The Shaw v. Reno case originated in North Carolina and was written about by New York University scholar Samuel Issacharoff, who is probably the pre-eminent scholar in the area of gerrymandering. According to NYU School of Law’s Brennan Center for Justice North Carolina’s redistricting process greatly empowers the legislature, who are constrained only by federal and state Constitutional and statutory policy, and does not have any binding rules ensuring minority participation (and by extension racial fairness) (http://www.brennancenter.org/...). Issacharoff says that the Voting Rights Act put minority-controlled districts at issue in decennial redistricting[2].
The facts of the Shaw case were that the 1990 Census created entitlement to an additional seat because of population changes and that same year the state created a redistricting plan with one black-controlled district and then submitted it to Justice Department for evaluation for compliance with the VRA, with the Justice objecting to the plan because of a failure to create a second black-controlled district in a black population center in the southeast portion of the state. This was essentially a case where black votes were diluted by dispersion into majority-controlled districts so that a concentrated black population was not formed as minority-controlled district. The state then attempted to redraw the district map. The new redistricting plan created a second black-dominant district and satisfied Justice but the districts in the plan were drawn so bizarrely in order to patently advantage Democrats that the plan became infamous.
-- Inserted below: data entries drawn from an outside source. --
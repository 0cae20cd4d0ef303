//! Application configuration
//!
//! Loaded from TOML. Every field has a default matching the constants in
//! [`crate::constants`], so an empty or missing file is valid.

use serde::{Deserialize, Serialize};
use std::path::{Path, PathBuf};
use std::time::Duration;

use crate::constants::*;
use crate::error::{Error, Result};
use crate::protocol::{PcmFormat, SampleEncoding};

/// How the frame source pulls a chunk off the connection
#[derive(Debug, Clone, Copy, PartialEq, Eq, Serialize, Deserialize, Default)]
#[serde(rename_all = "snake_case")]
pub enum ReadStrategy {
    /// One blocking read-exact call per chunk
    #[default]
    ReadExact,
    /// Repeated reads into the same buffer until it is full
    Accumulate,
}

/// Network settings
#[derive(Debug, Clone, Serialize, Deserialize)]
#[serde(default)]
pub struct NetworkConfig {
    /// Address to listen on
    pub bind_address: String,
    /// TCP port to listen on
    pub port: u16,
    /// Socket receive buffer size in bytes
    pub recv_buffer_bytes: usize,
    pub read_strategy: ReadStrategy,
}

impl Default for NetworkConfig {
    fn default() -> Self {
        Self {
            bind_address: "0.0.0.0".to_string(),
            port: DEFAULT_PORT,
            recv_buffer_bytes: DEFAULT_RECV_BUFFER_BYTES,
            read_strategy: ReadStrategy::default(),
        }
    }
}

/// Audio output settings
#[derive(Debug, Clone, Serialize, Deserialize)]
#[serde(default)]
pub struct AudioConfig {
    /// Output device name (None = system default)
    pub device: Option<String>,
    pub sample_rate: u32,
    pub channels: u16,
    pub encoding: SampleEncoding,
    /// Fixed hardware buffer size in frames (None = device default)
    pub hardware_buffer_frames: Option<u32>,
}

impl AudioConfig {
    /// The stream format these settings describe
    pub fn format(&self) -> PcmFormat {
        PcmFormat::new(self.sample_rate, self.channels, self.encoding)
    }
}

impl Default for AudioConfig {
    fn default() -> Self {
        Self {
            device: None,
            sample_rate: DEFAULT_SAMPLE_RATE,
            channels: DEFAULT_CHANNELS,
            encoding: SampleEncoding::S16Le,
            hardware_buffer_frames: None,
        }
    }
}

/// Buffer pool and flow control settings
#[derive(Debug, Clone, Serialize, Deserialize)]
#[serde(default)]
pub struct PoolConfig {
    /// Number of buffers in the ring (N)
    pub buffers: usize,
    /// Bytes per network chunk
    pub frame_bytes: usize,
    /// Sleep between slot checks in microseconds (0 = spin)
    pub poll_interval_us: u64,
}

impl PoolConfig {
    pub fn poll_interval(&self) -> Duration {
        Duration::from_micros(self.poll_interval_us)
    }
}

impl Default for PoolConfig {
    fn default() -> Self {
        Self {
            buffers: DEFAULT_POOL_BUFFERS,
            frame_bytes: DEFAULT_FRAME_BYTES,
            poll_interval_us: DEFAULT_POLL_INTERVAL_US,
        }
    }
}

/// Complete application configuration
#[derive(Debug, Clone, Default, Serialize, Deserialize)]
#[serde(default)]
pub struct AppConfig {
    pub network: NetworkConfig,
    pub audio: AudioConfig,
    pub pool: PoolConfig,
}

impl AppConfig {
    /// Default config file location for this platform
    pub fn default_path() -> Option<PathBuf> {
        directories::ProjectDirs::from("", "", "pcm-relay")
            .map(|dirs| dirs.config_dir().join("config.toml"))
    }

    /// Load from `path`, or from the default location if it exists, or
    /// fall back to defaults
    pub fn load(path: Option<&Path>) -> Result<Self> {
        let config = match path {
            Some(path) => Self::from_file(path)?,
            None => match Self::default_path().filter(|p| p.exists()) {
                Some(path) => Self::from_file(&path)?,
                None => {
                    tracing::debug!("No config file found, using defaults");
                    Self::default()
                }
            },
        };
        config.validate()?;
        Ok(config)
    }

    /// Parse a TOML file
    pub fn from_file(path: &Path) -> Result<Self> {
        let text = std::fs::read_to_string(path)?;
        let config = Self::from_toml(&text)
            .map_err(|e| Error::Config(format!("{}: {}", path.display(), e)))?;
        tracing::info!("Loaded configuration from {}", path.display());
        Ok(config)
    }

    /// Parse TOML text
    pub fn from_toml(text: &str) -> Result<Self> {
        toml::from_str(text).map_err(|e| Error::Config(e.to_string()))
    }

    /// Write the configuration as TOML, creating parent directories
    pub fn save(&self, path: &Path) -> Result<()> {
        let text = toml::to_string_pretty(self).map_err(|e| Error::Config(e.to_string()))?;
        if let Some(parent) = path.parent() {
            std::fs::create_dir_all(parent)?;
        }
        std::fs::write(path, text)?;
        Ok(())
    }

    /// Reject settings the relay cannot run with
    pub fn validate(&self) -> Result<()> {
        if self.pool.buffers == 0 {
            return Err(Error::Config("pool.buffers must be at least 1".into()));
        }
        if self.audio.sample_rate == 0 {
            return Err(Error::Config("audio.sample_rate must be non-zero".into()));
        }
        if self.audio.channels == 0 {
            return Err(Error::Config("audio.channels must be non-zero".into()));
        }

        let bytes_per_frame = self.audio.format().bytes_per_frame();
        if self.pool.frame_bytes == 0 || self.pool.frame_bytes % bytes_per_frame != 0 {
            return Err(Error::Config(format!(
                "pool.frame_bytes ({}) must be a non-zero multiple of {} bytes",
                self.pool.frame_bytes, bytes_per_frame
            )));
        }
        Ok(())
    }
}

#[cfg(test)]
mod tests {
    use super::*;

    #[test]
    fn test_defaults_match_constants() {
        let config = AppConfig::default();
        assert_eq!(config.network.port, 9999);
        assert_eq!(config.pool.buffers, 6);
        assert_eq!(config.pool.frame_bytes, 4096);
        assert_eq!(config.audio.sample_rate, 22050);
        assert_eq!(config.network.recv_buffer_bytes, 64 * 1024);
        assert_eq!(config.pool.poll_interval(), Duration::from_millis(1));
        assert!(config.validate().is_ok());
    }

    #[test]
    fn test_partial_toml_keeps_defaults() {
        let config = AppConfig::from_toml(
            r#"
            [pool]
            buffers = 3

            [network]
            read_strategy = "accumulate"
            "#,
        )
        .unwrap();

        assert_eq!(config.pool.buffers, 3);
        assert_eq!(config.pool.frame_bytes, 4096);
        assert_eq!(config.network.read_strategy, ReadStrategy::Accumulate);
        assert_eq!(config.audio.channels, 2);
    }

    #[test]
    fn test_validate_rejects_bad_geometry() {
        let mut config = AppConfig::default();
        config.pool.frame_bytes = 4098;
        assert!(matches!(config.validate(), Err(Error::Config(_))));

        let mut config = AppConfig::default();
        config.pool.buffers = 0;
        assert!(config.validate().is_err());

        let mut config = AppConfig::default();
        config.audio.channels = 1;
        config.pool.frame_bytes = 4098;
        assert!(config.validate().is_ok());
    }

    #[test]
    fn test_save_and_load() {
        let path = std::env::temp_dir()
            .join(format!("pcm-relay-test-{}", std::process::id()))
            .join("config.toml");

        let mut config = AppConfig::default();
        config.audio.device = Some("Speakers".to_string());
        config.pool.poll_interval_us = 0;
        config.save(&path).unwrap();

        let loaded = AppConfig::load(Some(&path)).unwrap();
        assert_eq!(loaded.audio.device.as_deref(), Some("Speakers"));
        assert_eq!(loaded.pool.poll_interval_us, 0);

        let _ = std::fs::remove_dir_all(path.parent().unwrap());
    }

    #[test]
    fn test_unknown_strategy_is_config_error() {
        let result = AppConfig::from_toml("[network]\nread_strategy = \"peek\"");
        assert!(matches!(result, Err(Error::Config(_))));
    }
}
The plan was eventually struck down by the Supreme Court. According to Issacharoff the Court’s ruling never satisfactorily resolved the “ultimate issue whether race may ever be justifiably (and affirmatively) relied upon in redistricting”.
According to Issacharoff, “in Shaw, the Court applied strict scrutiny because the shape of the electoral district strongly suggested that the districting plan had relied upon an explicit racial classification”. The application of strict scrutiny requires that the redistricting plan satisfy three properties: 1) it must be a compelling government interest; 2) it must be narrowly tailored; and, 3) it must be the least restrictive means. The strict scrutiny test is a heavy burden and has a history as a tool for striking race-conscious governance policies, though historically these policies were discriminatory rather than affirmative actions for ameliorating historical disadvantage due to institutionalized racism. Less strict tests were applied to “benign” uses of racial classification as in the latter circumstance. However rights-based individualism prevailed as a Constitutional matter over efforts to loosen the stringency of tests which were necessary conditions for race-based policy challenges, though not to the extent preferred by arch-conservatives Rehnquist and Scalia, that is “the rejection of all group-based classifications” based on their reading of the equal rights clause. However, by the time of the Shaw case the law had evolved to a tipping point of the balance of equal protections and VRA and rendered the Court, predominantly, of the impression that all race-based policies must pass the strict scrutiny test. Issacharoff seems concerned about the Court’s “indifference” to the fact that the race-conscious redistricting plan in Shaw was to achieve by positive measure the good represented by ensuring fair electoral representation of minority voters.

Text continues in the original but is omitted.